A three-ringed circus this was, with laundry activities taking place to either side of the main stage which even had aerial work associated with it, mercifully brief, for the aerial work was frighteningly clumsy and unattractive. The physical meaning of ‘dirty laundry’ was never lost, but for the most part it was kept to the sides, featuring on the main stage only at intervals. The work was busy, almost frenetic and it was a marathon effort to keep up, especially as the nature of the humour was alternatively slap-stick and intellectually subtle, and sometimes both! An audio-visual presentation added to the work, often giving it a very strong message for those of us who wanted to make free interpretations!
It was the figurative meaning of the phrase which kept the work rich. At one point the two collided where the washing folk hung the newspaper headline posters on a washline at the back. So we have dirty laundry, the unflattering facts or questionable activities the people want to keep secret. I couldn’t help, in this situation, contemplating the one fact which was increasingly apparent to me as the work unfolded, and which no one in the dance world mentions because it is so politically incorrect to do so. This fact is that many of the dancers who enter without any ballet training and who get none seldom dance anywhere near as well as those with a ballet grounding, although there are exceptions who are so physically gifted that they do dance well regardless of not having had a classical training. At one point Mark Hawkins, the choreographer himself, appears on stage and joins the dancers. He too does the ugly dance, only his ugly dance is not ugly. It is grotesque. It is bizarre. It is amusing. But underneath it is still the beautiful movement made by someone trained to move beautifully.

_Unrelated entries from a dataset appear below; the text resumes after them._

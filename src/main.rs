//! Demon Circle entry point
//!
//! Handles platform-specific initialization and runs the frame loop.

#[cfg(target_arch = "wasm32")]
use wasm_bindgen::prelude::*;

#[cfg(target_arch = "wasm32")]
mod wasm_game {
    use std::cell::RefCell;
    use std::rc::Rc;
    use glam::Vec2;
    use wasm_bindgen::prelude::*;
    use web_sys::{HtmlCanvasElement, KeyboardEvent};

    use demon_circle::renderer::CanvasSurface;
    use demon_circle::sim::SimState;
    use demon_circle::{App, Settings};

    type Game = Rc<RefCell<App<CanvasSurface>>>;

    pub fn run() -> Result<(), JsValue> {
        console_error_panic_hook::set_once();
        if let Err(e) = console_log::init_with_level(log::Level::Info) {
            web_sys::console::warn_1(&format!("logger already set: {e}").into());
        }

        log::info!("Demon Circle starting...");

        let window = web_sys::window().ok_or_else(|| JsValue::from_str("no window"))?;
        let document = window
            .document()
            .ok_or_else(|| JsValue::from_str("no document"))?;
        let canvas: HtmlCanvasElement = document
            .get_element_by_id("canvas")
            .ok_or_else(|| JsValue::from_str("no #canvas element"))?
            .dyn_into()?;

        let surface = CanvasSurface::new(&canvas)?;
        let bounds: Vec2 = surface.size();
        log::info!("Canvas {}x{}", bounds.x, bounds.y);

        let settings = Settings::load();
        let seed = settings.seed.unwrap_or_else(|| js_sys::Date::now() as u64);
        let state = SimState::with_settings(bounds, seed, &settings);
        log::info!("Spawned {} balls with seed {}", state.remaining(), seed);

        let game: Game = Rc::new(RefCell::new(App::new(state, surface)));

        setup_keyboard(&window, game.clone())?;
        request_animation_frame(game);

        log::info!("Demon Circle running!");
        Ok(())
    }

    fn setup_keyboard(window: &web_sys::Window, game: Game) -> Result<(), JsValue> {
        let closure = Closure::<dyn FnMut(_)>::new(move |event: KeyboardEvent| {
            if game.borrow_mut().key_down(&event.key()) {
                event.prevent_default();
            }
        });
        window.add_event_listener_with_callback("keydown", closure.as_ref().unchecked_ref())?;
        closure.forget();
        Ok(())
    }

    fn request_animation_frame(game: Game) {
        let Some(window) = web_sys::window() else {
            log::error!("Window gone, frame loop stopped");
            return;
        };
        let closure = Closure::once(move |_time: f64| {
            game_loop(game);
        });
        if let Err(e) = window.request_animation_frame(closure.as_ref().unchecked_ref()) {
            log::error!("requestAnimationFrame failed: {:?}", e);
        }
        closure.forget();
    }

    fn game_loop(game: Game) {
        // Schedule first so a bad frame cannot stop the loop
        request_animation_frame(game.clone());
        game.borrow_mut().frame();
    }
}

#[cfg(target_arch = "wasm32")]
#[wasm_bindgen(start)]
pub fn wasm_main() {
    if let Err(e) = wasm_game::run() {
        log::error!("Startup failed: {:?}", e);
        web_sys::console::error_1(&e);
    }
}

#[cfg(target_arch = "wasm32")]
fn main() {
    // WASM entry point is wasm_main, this is just to satisfy the compiler
}

/// Frames simulated by the headless runner (one minute at 60 Hz)
#[cfg(not(target_arch = "wasm32"))]
const HEADLESS_FRAMES: u64 = 60 * 60;

#[cfg(not(target_arch = "wasm32"))]
fn main() {
    use std::time::{SystemTime, UNIX_EPOCH};

    use demon_circle::platform::autopilot_key;
    use demon_circle::renderer::DrawList;
    use demon_circle::sim::SimState;
    use demon_circle::{App, Settings};
    use glam::Vec2;

    env_logger::init();
    log::info!("Demon Circle (native) starting...");
    log::info!("Native mode runs headless - serve the wasm build for the canvas version");

    let settings = Settings::load();
    let seed = settings.seed.unwrap_or_else(|| {
        SystemTime::now()
            .duration_since(UNIX_EPOCH)
            .map(|d| d.as_millis() as u64)
            .unwrap_or_default()
    });

    let bounds = Vec2::new(800.0, 600.0);
    let state = SimState::with_settings(bounds, seed, &settings);
    log::info!("Spawned {} balls with seed {}", state.remaining(), seed);

    let mut app = App::new(state, DrawList::new());
    for frame in 1..=HEADLESS_FRAMES {
        if let Some(key) = autopilot_key(&app.state) {
            app.key_down(key);
        }
        app.frame();

        if frame % 60 == 0 {
            let counter = app.surface().texts().next().unwrap_or_default();
            log::info!("Frame {}: {}", frame, counter);
        }
    }

    match serde_json::to_string_pretty(&app.state) {
        Ok(json) => println!("{json}"),
        Err(e) => log::error!("Snapshot failed: {}", e),
    }
}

Extravaganzas, circuses, ballet companies, visual art, orchestras, and a wide assortment of other entertainments and cultural pursuits were gently turned into objects of mild derision. I didn’t sense any malice in the work. Overwhelmingly, however, I felt a sense of uneasiness in the event. It was perhaps ironic that this fact should have been so sharply jarring in this very work where beautiful dancing is not only not the point of the choreography, but is in itself being parodied.
The energy and vibe of both the dancers and the ‘atmosphere personnel’ – those on the edges in the laundry – was wonderful and there was almost no-one in the packed house who was not up on their feet dancing at the end, a sign of enjoyment more common at rock concerts than contemporary dance productions.
The work itself is clever despite some rough edges in the technical execution (the one that literally glared at me was the slow cutting of the light which cast the shadow so that after the sheet was dropped the spotlight still blinded the audience). The work, as one would expect from a work which “blurs the boundaries of cabaret, burlesque, vaudeville and various dance styles”, is also fun and nearly everyone left the theatre with a smile.
Dirty Laundry choreographed by Mark Hawkins features the Moving Into Dance Mophotong Dance Company. The performance I attended took place at The Market Theatre on 25 February at 15:00. I look forward to seeing it again later in the year when it has been reworked and polished for a run by MIDM.
Lighting was by Nicholas Michaletos with dancers from Moving Into Dance Mophatong being Sonia Thandazile Radebe, Muzi Macaleni Shili, Thandiwe Winnie Tshabalala, Fana Albert Tshabalala, Julia Zenzie Burnham, Teboho Gilbert Letele. Sound was by Nik Sakellarides of Pink Room Productions, Script by Robert Whitehead, Laundry Etiquette V/O (what’s a V/O?) by Mark Banks, Set and Costume Design by Mark Hawkins, AV Projections by Thabo Sebatlelo, Atmosphere Personnel, Verreli Triegaart, Bridget van Oerle, Tony Bentel, Mark Hawkins, Sunnyboy Motau and Sipho Mqotsha, with Aerial Instruction by Mari-Louise Basson and Aerial Assistance by John Tsunke and Angela Maree of Mzansi Productions.
The Dance Umbrella, presented by the Dance Forum, is Dancing All Over Johannesburg from 17 February to 4 March.